We now want to argue that any pair of large components must necessarily intersect. Consider two disjoint sets I and J of vertices of size |I|,|J|\ge n^{2/3}. As each edge is present in the graph with probability c/n, the probability that there is no edge between I and J is

    \[\mathbb{P}[\eta_{ij}=0\mbox{ for all }i\in I,~j\in J]= 	\bigg(1-\frac{c}{n}\bigg)^{|I|\,|J|} \le 	\bigg(1-\frac{c}{n}\bigg)^{n^{4/3}} \le 	e^{-cn^{1/3}}.\]

We therefore expect that any pair of large components must intersect with high probability. The problem with this argument is that we assumed that the sets I and J are nonrandom, while the random sets C_v themselves depend on the edge structure of the random graph (so the events \{C_v=I,C_{v'}=J\} and \{\mbox{no edges between }I,J\} are highly correlated). To actually implement this idea, we therefore need a little bit more sophisticated approach.

To make the proof work, we revisit more carefully our earlier random walk argument. The process |A_t|\approx S_t has positive drift as \mathbb{E}[S_t] = S_0 + (c-1)t. Thus the process |A_t|-(c-1)t/2 is still approximately a random walk with positive drift! Applying the above intuition, either |A_t| dies rapidly (the component is small), or |A_t| grows linearly in t as is illustrated in the following figure:

Rendered by QuickLaTeX.com

This means that the exploration process for a component of size >\beta\log n will not only grow large (|A_{n^{2/3}}|>0) with high probability, but that the exploration process will also possess a large number of active vertices (|A_{n^{2/3}}|\gtrsim n^{2/3}). To prove that all large components intersect, we will run different exploration processes simultaneously starting from different vertices. We will show that if two of these processes reach a large number of active vertices then there must be an edge between them with high probability, and thus the corresponding components must coincide. This resolves the dependence problem in our naive argument, as the edges between the sets of active vertices have not yet been explored and are therefore independent of the history of the exploration process.

The component size dichotomy

We now begin the proof in earnest.

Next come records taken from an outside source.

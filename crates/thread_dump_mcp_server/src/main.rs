use rmcp::{
    ErrorData as McpError,
    model::*,
    tool, tool_handler, tool_router,
    handler::server::{tool::ToolRouter, ServerHandler, wrapper::Parameters},
    transport,
    ServiceExt,
};
use schemars::JsonSchema;
use serde::{Deserialize, Serialize};
use thread_dump_core::config::DEFAULT_MAX_THREADS;
use thread_dump_core::{ops, AnalyzeRequest, CompareRequest, DumpAnalyzer, DumpConfig, DumpError, ErrorKind};
use tracing_subscriber::EnvFilter;

#[derive(Debug, Serialize, Deserialize, JsonSchema)]
struct AnalyzeThreadDumpParams {
    /// Path to thread dump text file
    path: String,
    /// Maximum number of thread headers to classify (default 5000)
    #[serde(default)]
    #[schemars(range(min = 1), default = "default_max_threads")]
    max_threads: Option<i64>,
}

#[derive(Debug, Serialize, Deserialize, JsonSchema)]
struct CompareThreadDumpsParams {
    /// Path to first thread dump text file
    path_a: String,
    /// Path to second thread dump text file
    path_b: String,
    /// Maximum number of thread headers to classify per dump (default 5000)
    #[serde(default)]
    #[schemars(range(min = 1), default = "default_max_threads")]
    max_threads: Option<i64>,
    /// One of: summary, states, full
    #[serde(default = "default_diff_mode")]
    diff_mode: String,
}

fn default_diff_mode() -> String { "full".to_string() }

fn default_max_threads() -> Option<i64> { Some(clamp_max_threads(DEFAULT_MAX_THREADS)) }

fn clamp_max_threads(max_threads: usize) -> i64 {
    i64::try_from(max_threads).unwrap_or(i64::MAX)
}

fn to_mcp_error(err: DumpError) -> McpError {
    tracing::warn!("Tool call rejected: {} ({})", err, err.kind());
    match err.kind() {
        ErrorKind::InvalidParams => McpError::invalid_params(err.to_string(), None),
        ErrorKind::InternalError => McpError::internal_error(err.to_string(), None),
    }
}

fn to_structured<T: Serialize>(payload: &T) -> Result<CallToolResult, McpError> {
    let value = serde_json::to_value(payload)
        .map_err(|e| McpError::internal_error(format!("Failed to serialize result: {}", e), None))?;
    Ok(CallToolResult::structured(value))
}

#[derive(Clone)]
struct ThreadDumpMcpServer {
    tool_router: ToolRouter<Self>,
    analyzer: DumpAnalyzer,
}

#[tool_router]
impl ThreadDumpMcpServer {
    fn new(config: DumpConfig) -> Self {
        Self {
            tool_router: Self::tool_router(),
            analyzer: DumpAnalyzer::new(config),
        }
    }

    fn max_threads_or_default(&self, max_threads: Option<i64>) -> i64 {
        max_threads.unwrap_or_else(|| clamp_max_threads(self.analyzer.config().default_max_threads))
    }

    #[tool(description = "Parses a JVM thread dump text and returns a summary of thread states and potential deadlocks.")]
    async fn analyze_thread_dump(&self, params: Parameters<AnalyzeThreadDumpParams>) -> Result<CallToolResult, McpError> {
        let max_threads = self.max_threads_or_default(params.0.max_threads);
        let request = AnalyzeRequest::new(&params.0.path, max_threads).map_err(to_mcp_error)?;

        let analysis = ops::analyze::analyze(&self.analyzer, &request).await
            .map_err(to_mcp_error)?;

        to_structured(&analysis)
    }

    #[tool(description = "Parses two JVM thread dump text files and returns a comparison of thread state counts and deadlocks.")]
    async fn compare_thread_dumps(&self, params: Parameters<CompareThreadDumpsParams>) -> Result<CallToolResult, McpError> {
        let max_threads = self.max_threads_or_default(params.0.max_threads);
        let request = CompareRequest::new(
            &params.0.path_a,
            &params.0.path_b,
            max_threads,
            &params.0.diff_mode,
        ).map_err(to_mcp_error)?;

        let result = ops::compare::compare(&self.analyzer, &request).await
            .map_err(to_mcp_error)?;

        to_structured(&result.report())
    }
}

#[tool_handler]
impl ServerHandler for ThreadDumpMcpServer {
    fn get_info(&self) -> ServerInfo {
        ServerInfo {
            protocol_version: ProtocolVersion::V_2024_11_05,
            capabilities: ServerCapabilities::builder().enable_tools().build(),
            server_info: Implementation::from_build_env(),
            instructions: Some(
                "JVM thread dump analyzer: per-state thread counts, reported deadlocks, and dump-to-dump comparison".into(),
            ),
        }
    }
}

#[tokio::main]
async fn main() -> Result<(), Box<dyn std::error::Error>> {
    // stdout carries the MCP stream
    tracing_subscriber::fmt()
        .with_writer(std::io::stderr)
        .with_env_filter(EnvFilter::try_from_default_env().unwrap_or_else(|_| EnvFilter::new("info")))
        .init();

    let config = DumpConfig::from_env();
    tracing::info!(
        "Starting Thread Dump MCP Server on stdio (max_file_bytes={}, default_max_threads={})...",
        config.max_file_bytes,
        config.default_max_threads
    );

    let server = ThreadDumpMcpServer::new(config);
    let transport = transport::stdio();

    server.serve(transport).await?.waiting().await?;

    Ok(())
}

#[cfg(test)]
mod tests {
    use super::*;
    use std::io::Write;
    use std::path::PathBuf;

    fn fixture(name: &str) -> String {
        PathBuf::from(env!("CARGO_MANIFEST_DIR"))
            .join("../thread_dump_core/tests/fixtures")
            .join(name)
            .to_string_lossy()
            .into_owned()
    }

    fn server() -> ThreadDumpMcpServer {
        ThreadDumpMcpServer::new(DumpConfig::default())
    }

    fn analyze_params(path: &str, max_threads: Option<i64>) -> Parameters<AnalyzeThreadDumpParams> {
        Parameters(AnalyzeThreadDumpParams {
            path: path.to_string(),
            max_threads,
        })
    }

    fn compare_params(path_a: &str, path_b: &str, diff_mode: &str) -> Parameters<CompareThreadDumpsParams> {
        Parameters(CompareThreadDumpsParams {
            path_a: path_a.to_string(),
            path_b: path_b.to_string(),
            max_threads: None,
            diff_mode: diff_mode.to_string(),
        })
    }

    #[test]
    fn to_mcp_error_maps_kinds_to_protocol_codes() {
        let err = to_mcp_error(DumpError::invalid_params("'path' must be a non-empty string"));
        assert_eq!(err.code, rmcp::model::ErrorCode::INVALID_PARAMS);
        assert_eq!(err.message, "'path' must be a non-empty string");

        let err = to_mcp_error(DumpError::TooLarge {
            path: PathBuf::from("big.txt"),
            size: 20 * 1024 * 1024,
            limit: 10 * 1024 * 1024,
        });
        assert_eq!(err.code, rmcp::model::ErrorCode::INTERNAL_ERROR);
        assert_eq!(err.message, "File too large (>10MB): big.txt");
    }

    #[test]
    fn compare_params_default_diff_mode_is_full() {
        let params: CompareThreadDumpsParams =
            serde_json::from_value(serde_json::json!({"path_a": "a", "path_b": "b"}))
                .expect("params should deserialize");
        assert_eq!(params.diff_mode, "full");
        assert_eq!(params.max_threads, None);
    }

    #[test]
    fn params_schemas_list_required_paths() {
        let schema = serde_json::to_value(schemars::schema_for!(CompareThreadDumpsParams))
            .expect("schema serialization must succeed");
        let required = schema["required"].as_array().expect("required list");
        assert!(required.contains(&serde_json::json!("path_a")));
        assert!(required.contains(&serde_json::json!("path_b")));
        assert!(!required.contains(&serde_json::json!("diff_mode")));
    }

    #[test]
    fn params_schemas_advertise_max_threads_bounds_and_default() {
        for schema in [
            serde_json::to_value(schemars::schema_for!(AnalyzeThreadDumpParams)),
            serde_json::to_value(schemars::schema_for!(CompareThreadDumpsParams)),
        ] {
            let schema = schema.expect("schema serialization must succeed");
            let max_threads = &schema["properties"]["max_threads"];
            assert_eq!(max_threads["minimum"].as_f64(), Some(1.0), "schema: {schema}");
            assert_eq!(max_threads["default"].as_i64(), Some(5000), "schema: {schema}");
        }
    }

    #[test]
    fn clamp_max_threads_saturates_instead_of_wrapping() {
        assert_eq!(clamp_max_threads(5000), 5000);
        assert_eq!(clamp_max_threads(usize::MAX), i64::MAX);
    }

    #[tokio::test]
    async fn analyze_thread_dump_accepts_huge_configured_default() {
        let server = ThreadDumpMcpServer::new(DumpConfig::new(10 * 1024 * 1024, usize::MAX));
        let result = server
            .analyze_thread_dump(analyze_params(&fixture("sample_thread_dump.txt"), None))
            .await
            .expect("omitted max_threads must fall back to a positive cap");

        let payload = result.structured_content.expect("structured payload");
        assert_eq!(payload["counts"]["RUNNABLE"], 2);
    }

    #[tokio::test]
    async fn analyze_thread_dump_returns_structured_payload() {
        let result = server()
            .analyze_thread_dump(analyze_params(&fixture("sample_thread_dump.txt"), None))
            .await
            .expect("analysis should succeed");

        let payload = result.structured_content.expect("structured payload");
        assert_eq!(payload["counts"]["RUNNABLE"], 2);
        assert_eq!(payload["counts"]["WAITING"], 2);
        assert_eq!(payload["deadlocks"][0]["threads"], serde_json::json!(["Thread-1", "Thread-2"]));
    }

    #[tokio::test]
    async fn analyze_thread_dump_rejects_bad_arguments() {
        let err = server()
            .analyze_thread_dump(analyze_params("/path/that/does/not/exist.txt", None))
            .await
            .expect_err("missing file must fail");
        assert_eq!(err.code, rmcp::model::ErrorCode::INVALID_PARAMS);

        let err = server()
            .analyze_thread_dump(analyze_params(&fixture("sample_thread_dump.txt"), Some(0)))
            .await
            .expect_err("zero max_threads must fail");
        assert_eq!(err.code, rmcp::model::ErrorCode::INVALID_PARAMS);

        let err = server()
            .analyze_thread_dump(analyze_params("", None))
            .await
            .expect_err("empty path must fail");
        assert_eq!(err.message, "'path' must be a non-empty string");
    }

    #[tokio::test]
    async fn analyze_thread_dump_rejects_oversized_file() {
        let mut file = tempfile::NamedTempFile::new().expect("temp file");
        file.write_all(&[b'x'; 64]).expect("write temp file");

        let server = ThreadDumpMcpServer::new(DumpConfig::new(32, 5000));
        let err = server
            .analyze_thread_dump(analyze_params(file.path().to_str().expect("utf-8 path"), None))
            .await
            .expect_err("oversized file must fail");
        assert_eq!(err.code, rmcp::model::ErrorCode::INTERNAL_ERROR);
    }

    #[tokio::test]
    async fn compare_thread_dumps_shapes_payload_by_mode() {
        let a = fixture("sample_thread_dump.txt");
        let b = fixture("sample_thread_dump_2.txt");

        let full = server()
            .compare_thread_dumps(compare_params(&a, &b, "full"))
            .await
            .expect("full compare should succeed")
            .structured_content
            .expect("structured payload");
        assert_eq!(full["notes"], "Deadlocks present only in A");
        assert_eq!(full["deltas"]["RUNNABLE"], 0);
        assert_eq!(full["deltas"]["WAITING"], 0);

        let summary = server()
            .compare_thread_dumps(compare_params(&a, &b, "summary"))
            .await
            .expect("summary compare should succeed")
            .structured_content
            .expect("structured payload");
        let mut keys: Vec<_> = summary.as_object().expect("object").keys().cloned().collect();
        keys.sort();
        assert_eq!(keys, vec!["notes", "summary"]);
    }

    #[tokio::test]
    async fn compare_thread_dumps_rejects_unknown_mode_and_missing_file() {
        let a = fixture("sample_thread_dump.txt");
        let b = fixture("sample_thread_dump_2.txt");

        let err = server()
            .compare_thread_dumps(compare_params(&a, &b, "invalid"))
            .await
            .expect_err("unknown diff_mode must fail");
        assert_eq!(err.code, rmcp::model::ErrorCode::INVALID_PARAMS);
        assert_eq!(err.message, "'diff_mode' must be one of: summary|states|full");

        let err = server()
            .compare_thread_dumps(compare_params(&a, "/definitely/missing.txt", "full"))
            .await
            .expect_err("missing file must fail");
        assert_eq!(err.code, rmcp::model::ErrorCode::INVALID_PARAMS);
    }
}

We will first show the dichotomy between large and small components: either the component size is \le\beta\log n, or the number of active vertices |A_t| grows linearly up to time n^{2/3}. To be precise, we consider the following event:

    \[B := \Big\{\text{either} ~  	|C_v| \le \beta \log n , 	~ \text{or} ~  	|A_t| \ge \Big(\frac{c-1}{2}\Big) t  	~ \text{for all} ~ \beta \log n \le t  	\le n^{2/3}\Big\}.\]

Our goal is to show that \mathbb{P}[B] is large.

Define the stopping time

    \[\sigma := \inf\Big\{t \ge \beta \log n  : 	|A_t| < \Big(\frac{c-1}{2}\Big)t \Big\}.\]

We can write

    \[B = \{ \tau \le \beta \log n ~ \text{or} ~ \sigma > n^{2/3} \}.\]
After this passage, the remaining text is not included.